== Information

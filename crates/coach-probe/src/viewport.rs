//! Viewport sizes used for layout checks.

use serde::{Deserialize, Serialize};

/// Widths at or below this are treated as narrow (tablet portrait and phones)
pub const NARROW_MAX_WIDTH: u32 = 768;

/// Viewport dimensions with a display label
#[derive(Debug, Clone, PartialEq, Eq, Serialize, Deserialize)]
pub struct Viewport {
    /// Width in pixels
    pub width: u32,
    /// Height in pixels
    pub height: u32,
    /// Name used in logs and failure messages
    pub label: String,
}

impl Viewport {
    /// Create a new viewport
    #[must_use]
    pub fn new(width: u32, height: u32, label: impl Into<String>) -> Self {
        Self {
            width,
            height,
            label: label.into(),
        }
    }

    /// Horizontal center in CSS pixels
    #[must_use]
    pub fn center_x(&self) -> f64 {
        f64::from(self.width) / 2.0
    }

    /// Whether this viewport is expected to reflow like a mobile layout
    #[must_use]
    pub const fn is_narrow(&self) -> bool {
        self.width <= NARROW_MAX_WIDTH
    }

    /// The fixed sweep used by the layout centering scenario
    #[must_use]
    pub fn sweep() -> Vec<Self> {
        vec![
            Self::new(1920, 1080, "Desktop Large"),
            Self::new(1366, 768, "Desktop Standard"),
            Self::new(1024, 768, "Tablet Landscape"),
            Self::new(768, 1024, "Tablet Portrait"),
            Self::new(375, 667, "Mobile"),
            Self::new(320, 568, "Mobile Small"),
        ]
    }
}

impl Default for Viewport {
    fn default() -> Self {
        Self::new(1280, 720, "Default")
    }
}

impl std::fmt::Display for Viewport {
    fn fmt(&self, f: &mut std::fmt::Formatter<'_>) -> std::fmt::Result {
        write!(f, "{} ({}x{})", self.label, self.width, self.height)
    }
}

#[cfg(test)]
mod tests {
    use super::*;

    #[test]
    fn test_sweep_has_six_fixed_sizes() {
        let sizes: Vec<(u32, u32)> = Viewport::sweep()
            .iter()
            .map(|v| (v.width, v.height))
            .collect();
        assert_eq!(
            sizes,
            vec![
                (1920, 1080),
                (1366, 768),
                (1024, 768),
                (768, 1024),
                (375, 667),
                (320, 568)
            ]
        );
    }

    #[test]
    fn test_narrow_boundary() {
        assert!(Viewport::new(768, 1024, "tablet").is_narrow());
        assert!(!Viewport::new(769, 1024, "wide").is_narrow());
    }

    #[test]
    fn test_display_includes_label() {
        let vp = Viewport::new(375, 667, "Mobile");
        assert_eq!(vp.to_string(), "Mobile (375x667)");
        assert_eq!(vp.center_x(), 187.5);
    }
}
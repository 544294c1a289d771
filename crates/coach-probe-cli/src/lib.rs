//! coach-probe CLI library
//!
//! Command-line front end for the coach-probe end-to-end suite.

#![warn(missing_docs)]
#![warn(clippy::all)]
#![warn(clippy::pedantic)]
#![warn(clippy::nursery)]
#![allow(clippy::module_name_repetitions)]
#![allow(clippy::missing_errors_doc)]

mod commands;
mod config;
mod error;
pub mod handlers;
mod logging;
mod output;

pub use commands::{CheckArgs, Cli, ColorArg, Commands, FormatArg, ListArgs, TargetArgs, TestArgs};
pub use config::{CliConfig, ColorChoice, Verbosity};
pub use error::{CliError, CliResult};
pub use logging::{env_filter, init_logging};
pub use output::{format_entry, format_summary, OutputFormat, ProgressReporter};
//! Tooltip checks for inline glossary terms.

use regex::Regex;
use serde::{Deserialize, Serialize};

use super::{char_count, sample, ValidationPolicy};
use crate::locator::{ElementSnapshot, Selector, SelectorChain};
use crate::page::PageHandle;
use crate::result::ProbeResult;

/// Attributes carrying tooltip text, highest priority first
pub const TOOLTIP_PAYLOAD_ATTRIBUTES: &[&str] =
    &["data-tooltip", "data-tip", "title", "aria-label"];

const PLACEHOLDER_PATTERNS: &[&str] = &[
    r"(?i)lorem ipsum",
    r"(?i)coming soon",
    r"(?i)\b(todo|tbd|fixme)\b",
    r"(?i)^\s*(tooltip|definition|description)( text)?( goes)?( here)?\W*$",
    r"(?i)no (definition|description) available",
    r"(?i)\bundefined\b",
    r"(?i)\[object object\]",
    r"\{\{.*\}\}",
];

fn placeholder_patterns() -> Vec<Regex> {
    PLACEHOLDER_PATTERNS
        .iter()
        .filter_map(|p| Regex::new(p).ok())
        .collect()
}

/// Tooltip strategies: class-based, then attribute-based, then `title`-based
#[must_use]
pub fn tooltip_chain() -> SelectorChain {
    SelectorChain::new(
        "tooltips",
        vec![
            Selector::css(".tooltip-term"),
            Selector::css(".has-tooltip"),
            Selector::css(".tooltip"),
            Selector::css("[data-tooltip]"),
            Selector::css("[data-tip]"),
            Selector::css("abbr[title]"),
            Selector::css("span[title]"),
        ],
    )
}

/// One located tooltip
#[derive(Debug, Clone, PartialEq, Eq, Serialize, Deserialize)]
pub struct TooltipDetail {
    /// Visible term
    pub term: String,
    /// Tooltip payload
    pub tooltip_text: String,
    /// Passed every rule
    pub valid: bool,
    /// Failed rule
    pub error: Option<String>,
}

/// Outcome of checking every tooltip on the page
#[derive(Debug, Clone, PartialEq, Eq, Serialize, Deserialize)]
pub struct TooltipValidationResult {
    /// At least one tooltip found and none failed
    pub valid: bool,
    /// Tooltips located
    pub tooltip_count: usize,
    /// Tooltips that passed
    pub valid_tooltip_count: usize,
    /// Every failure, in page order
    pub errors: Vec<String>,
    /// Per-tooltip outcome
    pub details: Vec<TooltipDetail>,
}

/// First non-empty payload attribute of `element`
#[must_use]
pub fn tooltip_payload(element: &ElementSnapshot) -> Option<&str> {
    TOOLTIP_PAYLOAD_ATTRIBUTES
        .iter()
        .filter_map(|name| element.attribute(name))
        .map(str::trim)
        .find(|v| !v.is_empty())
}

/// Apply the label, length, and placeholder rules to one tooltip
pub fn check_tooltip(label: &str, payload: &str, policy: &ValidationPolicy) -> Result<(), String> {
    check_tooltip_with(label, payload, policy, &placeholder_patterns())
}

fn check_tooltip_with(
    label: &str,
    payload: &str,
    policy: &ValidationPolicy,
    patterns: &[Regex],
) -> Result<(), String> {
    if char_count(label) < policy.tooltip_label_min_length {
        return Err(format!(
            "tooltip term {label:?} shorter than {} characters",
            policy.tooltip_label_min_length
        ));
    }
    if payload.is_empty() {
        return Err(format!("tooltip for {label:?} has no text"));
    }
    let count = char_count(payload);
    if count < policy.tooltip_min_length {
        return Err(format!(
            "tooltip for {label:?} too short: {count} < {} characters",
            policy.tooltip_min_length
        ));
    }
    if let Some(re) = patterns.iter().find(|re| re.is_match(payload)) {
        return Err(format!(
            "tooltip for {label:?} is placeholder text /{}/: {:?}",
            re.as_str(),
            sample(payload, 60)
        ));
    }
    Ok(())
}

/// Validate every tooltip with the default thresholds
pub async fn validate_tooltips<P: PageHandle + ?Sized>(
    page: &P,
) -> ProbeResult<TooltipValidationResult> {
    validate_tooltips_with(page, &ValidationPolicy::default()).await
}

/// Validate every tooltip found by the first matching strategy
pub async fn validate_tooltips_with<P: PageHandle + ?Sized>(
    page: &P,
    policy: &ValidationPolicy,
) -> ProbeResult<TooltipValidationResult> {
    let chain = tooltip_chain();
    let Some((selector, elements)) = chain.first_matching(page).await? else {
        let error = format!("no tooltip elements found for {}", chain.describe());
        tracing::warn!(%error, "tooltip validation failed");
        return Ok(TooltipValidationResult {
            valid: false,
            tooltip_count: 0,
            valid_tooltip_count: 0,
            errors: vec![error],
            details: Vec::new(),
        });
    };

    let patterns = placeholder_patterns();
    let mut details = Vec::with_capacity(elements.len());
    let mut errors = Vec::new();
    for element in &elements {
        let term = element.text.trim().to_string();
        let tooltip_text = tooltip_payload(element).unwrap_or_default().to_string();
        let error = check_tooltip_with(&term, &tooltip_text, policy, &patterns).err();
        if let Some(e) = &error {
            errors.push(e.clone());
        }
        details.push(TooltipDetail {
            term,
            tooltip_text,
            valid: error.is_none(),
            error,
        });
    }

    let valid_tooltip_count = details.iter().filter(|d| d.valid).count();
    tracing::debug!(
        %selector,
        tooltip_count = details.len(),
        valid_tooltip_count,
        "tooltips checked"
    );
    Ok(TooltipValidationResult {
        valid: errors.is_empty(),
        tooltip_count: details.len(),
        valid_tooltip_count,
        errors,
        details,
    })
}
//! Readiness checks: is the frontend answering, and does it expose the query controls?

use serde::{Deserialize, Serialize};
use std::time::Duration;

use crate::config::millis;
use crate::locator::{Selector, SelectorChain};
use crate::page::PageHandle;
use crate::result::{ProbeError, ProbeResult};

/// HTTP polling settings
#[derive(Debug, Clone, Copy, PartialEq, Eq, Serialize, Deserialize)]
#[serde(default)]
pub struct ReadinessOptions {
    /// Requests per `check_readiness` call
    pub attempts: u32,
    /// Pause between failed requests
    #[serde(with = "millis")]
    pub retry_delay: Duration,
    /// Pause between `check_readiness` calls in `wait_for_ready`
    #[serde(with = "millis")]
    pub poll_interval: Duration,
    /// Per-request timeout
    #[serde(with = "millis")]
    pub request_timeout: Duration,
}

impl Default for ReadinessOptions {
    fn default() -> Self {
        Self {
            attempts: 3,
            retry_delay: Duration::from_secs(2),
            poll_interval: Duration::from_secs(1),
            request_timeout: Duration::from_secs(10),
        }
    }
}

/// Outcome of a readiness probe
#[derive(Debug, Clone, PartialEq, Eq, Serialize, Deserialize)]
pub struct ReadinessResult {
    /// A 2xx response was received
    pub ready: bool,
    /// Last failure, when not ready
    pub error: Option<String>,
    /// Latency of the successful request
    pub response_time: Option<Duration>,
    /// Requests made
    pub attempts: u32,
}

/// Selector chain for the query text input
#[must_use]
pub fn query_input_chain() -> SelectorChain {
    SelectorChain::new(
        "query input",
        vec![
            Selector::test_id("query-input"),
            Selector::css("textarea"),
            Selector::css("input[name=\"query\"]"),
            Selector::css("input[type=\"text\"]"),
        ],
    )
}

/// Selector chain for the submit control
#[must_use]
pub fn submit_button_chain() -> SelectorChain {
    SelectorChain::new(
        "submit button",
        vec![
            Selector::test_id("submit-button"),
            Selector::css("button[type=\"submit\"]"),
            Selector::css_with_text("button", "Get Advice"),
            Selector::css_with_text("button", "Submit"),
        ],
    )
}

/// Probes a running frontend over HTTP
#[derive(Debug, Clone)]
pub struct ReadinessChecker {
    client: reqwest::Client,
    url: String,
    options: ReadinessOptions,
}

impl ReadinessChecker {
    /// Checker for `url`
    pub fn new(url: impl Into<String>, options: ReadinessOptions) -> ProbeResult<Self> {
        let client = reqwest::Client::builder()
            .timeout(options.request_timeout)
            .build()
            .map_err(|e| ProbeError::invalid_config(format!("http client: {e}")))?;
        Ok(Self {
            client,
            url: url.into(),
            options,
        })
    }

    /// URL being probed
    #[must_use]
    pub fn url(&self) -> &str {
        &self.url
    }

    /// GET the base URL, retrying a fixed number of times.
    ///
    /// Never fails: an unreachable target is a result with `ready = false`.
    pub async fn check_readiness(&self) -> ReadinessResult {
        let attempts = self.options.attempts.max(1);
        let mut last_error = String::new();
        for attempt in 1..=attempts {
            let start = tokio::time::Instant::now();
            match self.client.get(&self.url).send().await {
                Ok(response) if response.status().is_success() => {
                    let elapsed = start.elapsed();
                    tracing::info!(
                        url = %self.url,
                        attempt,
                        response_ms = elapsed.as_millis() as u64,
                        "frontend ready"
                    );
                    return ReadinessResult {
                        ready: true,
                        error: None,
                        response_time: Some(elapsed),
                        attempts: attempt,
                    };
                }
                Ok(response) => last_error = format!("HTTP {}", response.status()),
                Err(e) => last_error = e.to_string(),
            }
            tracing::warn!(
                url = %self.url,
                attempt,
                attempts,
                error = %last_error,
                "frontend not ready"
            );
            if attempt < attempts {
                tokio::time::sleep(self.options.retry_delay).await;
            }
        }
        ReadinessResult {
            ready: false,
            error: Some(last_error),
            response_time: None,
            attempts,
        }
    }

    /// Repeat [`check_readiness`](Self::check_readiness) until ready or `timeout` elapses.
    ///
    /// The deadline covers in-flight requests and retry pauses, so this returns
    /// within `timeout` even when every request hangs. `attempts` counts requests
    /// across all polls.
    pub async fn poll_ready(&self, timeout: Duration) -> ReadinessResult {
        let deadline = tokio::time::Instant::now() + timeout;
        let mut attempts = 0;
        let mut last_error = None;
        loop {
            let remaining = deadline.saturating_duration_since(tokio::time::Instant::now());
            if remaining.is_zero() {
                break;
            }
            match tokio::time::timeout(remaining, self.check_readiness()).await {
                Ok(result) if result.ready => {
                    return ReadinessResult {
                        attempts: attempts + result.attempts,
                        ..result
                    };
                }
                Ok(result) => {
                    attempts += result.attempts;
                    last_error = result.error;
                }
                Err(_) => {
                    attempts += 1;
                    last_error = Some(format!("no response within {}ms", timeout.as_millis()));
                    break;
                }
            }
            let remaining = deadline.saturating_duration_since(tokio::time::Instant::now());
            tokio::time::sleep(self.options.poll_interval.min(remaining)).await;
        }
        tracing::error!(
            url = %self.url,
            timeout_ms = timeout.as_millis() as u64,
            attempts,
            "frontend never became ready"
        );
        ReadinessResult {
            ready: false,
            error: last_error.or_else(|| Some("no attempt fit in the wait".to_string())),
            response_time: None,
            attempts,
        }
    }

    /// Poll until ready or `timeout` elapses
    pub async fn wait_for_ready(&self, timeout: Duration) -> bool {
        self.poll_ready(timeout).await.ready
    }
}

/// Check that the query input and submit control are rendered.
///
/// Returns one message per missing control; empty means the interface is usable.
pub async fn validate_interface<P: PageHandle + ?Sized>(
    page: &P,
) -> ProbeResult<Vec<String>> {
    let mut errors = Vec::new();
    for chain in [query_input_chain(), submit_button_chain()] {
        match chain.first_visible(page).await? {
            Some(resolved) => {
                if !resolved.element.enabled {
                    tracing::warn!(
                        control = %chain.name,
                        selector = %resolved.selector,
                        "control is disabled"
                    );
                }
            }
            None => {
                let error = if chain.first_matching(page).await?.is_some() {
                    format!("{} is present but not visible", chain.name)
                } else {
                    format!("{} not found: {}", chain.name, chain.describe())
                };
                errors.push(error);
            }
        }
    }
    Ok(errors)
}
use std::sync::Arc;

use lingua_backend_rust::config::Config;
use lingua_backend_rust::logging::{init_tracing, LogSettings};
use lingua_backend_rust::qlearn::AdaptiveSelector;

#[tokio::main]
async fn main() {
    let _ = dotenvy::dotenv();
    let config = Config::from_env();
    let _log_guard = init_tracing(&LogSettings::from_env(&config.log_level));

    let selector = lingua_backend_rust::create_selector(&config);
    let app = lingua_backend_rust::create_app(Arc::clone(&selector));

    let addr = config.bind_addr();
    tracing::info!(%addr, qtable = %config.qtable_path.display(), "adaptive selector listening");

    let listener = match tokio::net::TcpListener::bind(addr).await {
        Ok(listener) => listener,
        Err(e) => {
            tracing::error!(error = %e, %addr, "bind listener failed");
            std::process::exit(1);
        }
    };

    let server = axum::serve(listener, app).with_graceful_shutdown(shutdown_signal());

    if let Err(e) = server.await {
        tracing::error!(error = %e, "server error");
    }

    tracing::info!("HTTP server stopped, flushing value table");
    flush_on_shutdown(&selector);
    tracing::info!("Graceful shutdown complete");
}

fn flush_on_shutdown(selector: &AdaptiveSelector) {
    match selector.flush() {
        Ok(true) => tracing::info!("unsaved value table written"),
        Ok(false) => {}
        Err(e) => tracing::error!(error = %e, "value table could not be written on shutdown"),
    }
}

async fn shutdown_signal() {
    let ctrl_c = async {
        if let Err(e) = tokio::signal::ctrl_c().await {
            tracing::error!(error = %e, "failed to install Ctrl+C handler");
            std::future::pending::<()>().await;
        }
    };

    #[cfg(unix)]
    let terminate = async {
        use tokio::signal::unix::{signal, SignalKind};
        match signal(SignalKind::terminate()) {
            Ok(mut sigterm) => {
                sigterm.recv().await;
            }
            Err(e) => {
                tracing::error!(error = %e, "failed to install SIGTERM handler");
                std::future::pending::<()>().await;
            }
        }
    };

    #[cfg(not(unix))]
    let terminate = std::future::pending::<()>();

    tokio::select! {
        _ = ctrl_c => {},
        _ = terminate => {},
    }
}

====
== Information

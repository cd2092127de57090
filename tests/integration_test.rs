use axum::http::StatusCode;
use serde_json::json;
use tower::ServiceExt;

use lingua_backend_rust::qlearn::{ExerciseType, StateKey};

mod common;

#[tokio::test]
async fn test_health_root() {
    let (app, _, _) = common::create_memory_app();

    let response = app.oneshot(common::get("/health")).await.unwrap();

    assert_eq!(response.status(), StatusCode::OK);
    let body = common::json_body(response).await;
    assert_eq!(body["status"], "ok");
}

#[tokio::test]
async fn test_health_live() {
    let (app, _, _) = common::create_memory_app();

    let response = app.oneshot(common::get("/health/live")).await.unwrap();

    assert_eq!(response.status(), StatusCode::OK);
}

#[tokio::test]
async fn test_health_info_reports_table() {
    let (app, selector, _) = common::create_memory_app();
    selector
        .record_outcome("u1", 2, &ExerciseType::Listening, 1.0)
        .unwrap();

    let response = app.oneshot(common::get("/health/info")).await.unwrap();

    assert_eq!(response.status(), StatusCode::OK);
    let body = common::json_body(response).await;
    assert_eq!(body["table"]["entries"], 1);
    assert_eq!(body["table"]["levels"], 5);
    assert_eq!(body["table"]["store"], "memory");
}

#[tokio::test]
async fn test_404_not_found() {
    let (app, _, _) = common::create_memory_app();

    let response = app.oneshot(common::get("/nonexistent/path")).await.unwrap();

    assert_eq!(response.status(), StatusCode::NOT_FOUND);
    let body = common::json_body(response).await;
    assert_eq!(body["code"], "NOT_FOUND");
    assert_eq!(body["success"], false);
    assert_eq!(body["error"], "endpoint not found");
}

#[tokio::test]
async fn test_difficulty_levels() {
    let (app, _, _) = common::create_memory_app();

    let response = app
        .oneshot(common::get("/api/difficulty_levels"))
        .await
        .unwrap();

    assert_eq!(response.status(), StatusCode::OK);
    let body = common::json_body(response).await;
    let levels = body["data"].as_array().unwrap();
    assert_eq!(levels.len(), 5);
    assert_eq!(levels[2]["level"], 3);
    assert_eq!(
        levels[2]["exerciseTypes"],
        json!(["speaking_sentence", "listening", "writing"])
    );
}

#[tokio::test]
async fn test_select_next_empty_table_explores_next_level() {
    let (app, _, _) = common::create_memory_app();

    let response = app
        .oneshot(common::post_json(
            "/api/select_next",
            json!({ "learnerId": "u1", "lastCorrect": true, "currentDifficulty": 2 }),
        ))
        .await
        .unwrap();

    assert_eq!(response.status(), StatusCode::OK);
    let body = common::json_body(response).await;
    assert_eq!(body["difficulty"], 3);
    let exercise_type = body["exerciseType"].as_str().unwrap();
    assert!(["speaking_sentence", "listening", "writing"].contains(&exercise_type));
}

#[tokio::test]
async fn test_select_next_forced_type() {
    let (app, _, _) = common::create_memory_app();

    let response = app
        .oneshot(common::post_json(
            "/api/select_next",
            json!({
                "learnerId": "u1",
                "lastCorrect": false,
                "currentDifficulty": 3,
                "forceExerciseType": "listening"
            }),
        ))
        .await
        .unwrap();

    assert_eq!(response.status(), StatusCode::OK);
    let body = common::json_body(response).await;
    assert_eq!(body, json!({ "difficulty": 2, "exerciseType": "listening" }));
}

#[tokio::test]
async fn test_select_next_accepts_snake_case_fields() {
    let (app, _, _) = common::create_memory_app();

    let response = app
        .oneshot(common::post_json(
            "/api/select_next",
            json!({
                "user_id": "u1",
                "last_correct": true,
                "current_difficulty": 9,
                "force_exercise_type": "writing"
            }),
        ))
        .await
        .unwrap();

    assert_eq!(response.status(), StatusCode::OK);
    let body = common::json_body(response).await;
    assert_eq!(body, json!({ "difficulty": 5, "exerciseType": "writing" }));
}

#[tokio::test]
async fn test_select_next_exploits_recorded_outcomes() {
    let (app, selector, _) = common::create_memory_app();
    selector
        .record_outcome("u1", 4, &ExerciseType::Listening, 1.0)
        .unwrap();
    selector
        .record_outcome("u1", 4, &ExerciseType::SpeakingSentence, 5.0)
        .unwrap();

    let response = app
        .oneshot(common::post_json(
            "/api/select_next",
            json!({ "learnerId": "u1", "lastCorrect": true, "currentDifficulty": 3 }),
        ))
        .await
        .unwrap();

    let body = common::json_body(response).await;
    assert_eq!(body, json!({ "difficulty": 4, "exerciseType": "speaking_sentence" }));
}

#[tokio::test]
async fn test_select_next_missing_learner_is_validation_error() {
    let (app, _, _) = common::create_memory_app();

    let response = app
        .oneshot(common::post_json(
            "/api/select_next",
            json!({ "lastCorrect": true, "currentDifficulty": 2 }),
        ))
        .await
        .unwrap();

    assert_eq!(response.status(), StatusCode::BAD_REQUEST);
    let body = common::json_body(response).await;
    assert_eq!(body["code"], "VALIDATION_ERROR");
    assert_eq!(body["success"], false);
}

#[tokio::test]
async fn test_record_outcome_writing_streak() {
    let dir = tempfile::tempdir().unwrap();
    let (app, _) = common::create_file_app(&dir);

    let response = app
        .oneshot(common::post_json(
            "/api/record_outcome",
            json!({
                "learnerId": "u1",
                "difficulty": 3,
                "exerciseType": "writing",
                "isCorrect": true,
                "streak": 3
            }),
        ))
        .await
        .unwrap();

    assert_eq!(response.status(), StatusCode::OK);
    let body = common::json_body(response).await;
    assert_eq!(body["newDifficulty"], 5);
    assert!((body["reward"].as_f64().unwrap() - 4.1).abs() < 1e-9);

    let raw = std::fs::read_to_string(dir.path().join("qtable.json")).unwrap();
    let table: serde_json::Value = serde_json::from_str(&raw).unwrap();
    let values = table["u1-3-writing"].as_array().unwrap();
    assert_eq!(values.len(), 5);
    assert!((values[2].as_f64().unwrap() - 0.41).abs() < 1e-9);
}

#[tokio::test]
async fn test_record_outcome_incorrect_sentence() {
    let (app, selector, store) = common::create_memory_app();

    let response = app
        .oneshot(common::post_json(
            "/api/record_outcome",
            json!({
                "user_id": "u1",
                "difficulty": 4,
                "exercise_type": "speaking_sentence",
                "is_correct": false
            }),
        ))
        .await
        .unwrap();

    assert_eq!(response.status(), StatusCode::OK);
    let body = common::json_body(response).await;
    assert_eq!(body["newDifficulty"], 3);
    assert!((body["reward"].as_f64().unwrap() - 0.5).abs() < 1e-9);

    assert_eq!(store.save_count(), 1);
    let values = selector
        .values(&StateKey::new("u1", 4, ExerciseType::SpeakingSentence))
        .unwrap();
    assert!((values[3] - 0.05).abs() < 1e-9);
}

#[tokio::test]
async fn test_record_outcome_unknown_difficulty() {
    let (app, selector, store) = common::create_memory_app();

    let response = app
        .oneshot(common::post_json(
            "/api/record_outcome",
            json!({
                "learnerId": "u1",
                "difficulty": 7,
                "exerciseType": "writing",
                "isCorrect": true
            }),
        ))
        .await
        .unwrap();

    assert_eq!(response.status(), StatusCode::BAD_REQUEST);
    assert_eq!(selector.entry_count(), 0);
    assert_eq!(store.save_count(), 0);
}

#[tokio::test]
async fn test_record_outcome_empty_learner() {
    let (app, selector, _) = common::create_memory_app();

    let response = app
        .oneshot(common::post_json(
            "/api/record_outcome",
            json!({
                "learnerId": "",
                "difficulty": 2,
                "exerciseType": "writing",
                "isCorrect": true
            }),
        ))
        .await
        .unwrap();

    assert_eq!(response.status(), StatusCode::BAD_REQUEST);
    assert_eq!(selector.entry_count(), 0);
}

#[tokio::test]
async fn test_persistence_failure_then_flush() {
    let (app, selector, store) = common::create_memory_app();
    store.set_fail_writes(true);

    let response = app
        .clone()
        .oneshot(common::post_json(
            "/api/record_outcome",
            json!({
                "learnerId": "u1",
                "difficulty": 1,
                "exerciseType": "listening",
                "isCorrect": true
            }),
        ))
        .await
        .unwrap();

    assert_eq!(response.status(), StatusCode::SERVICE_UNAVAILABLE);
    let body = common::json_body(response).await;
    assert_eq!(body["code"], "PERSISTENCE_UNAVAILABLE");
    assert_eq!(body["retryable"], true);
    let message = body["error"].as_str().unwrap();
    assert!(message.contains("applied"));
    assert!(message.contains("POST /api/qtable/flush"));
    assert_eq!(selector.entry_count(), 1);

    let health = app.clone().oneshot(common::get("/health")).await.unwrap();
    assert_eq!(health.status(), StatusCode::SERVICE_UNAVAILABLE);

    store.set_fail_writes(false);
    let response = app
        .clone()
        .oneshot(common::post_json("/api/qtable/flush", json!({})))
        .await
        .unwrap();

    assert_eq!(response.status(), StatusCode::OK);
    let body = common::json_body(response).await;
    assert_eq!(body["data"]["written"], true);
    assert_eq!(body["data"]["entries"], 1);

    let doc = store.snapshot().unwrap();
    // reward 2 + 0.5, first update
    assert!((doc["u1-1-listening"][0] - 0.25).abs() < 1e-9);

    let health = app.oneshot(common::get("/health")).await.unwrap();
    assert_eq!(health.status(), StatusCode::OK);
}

====

→ Work request: Read the entries and show each line that mentions "sleep".

→ Exercise result:
                tokio::time::sleep(self.options.retry_delay).await;
            tokio::time::sleep(self.options.poll_interval.min(remaining)).await;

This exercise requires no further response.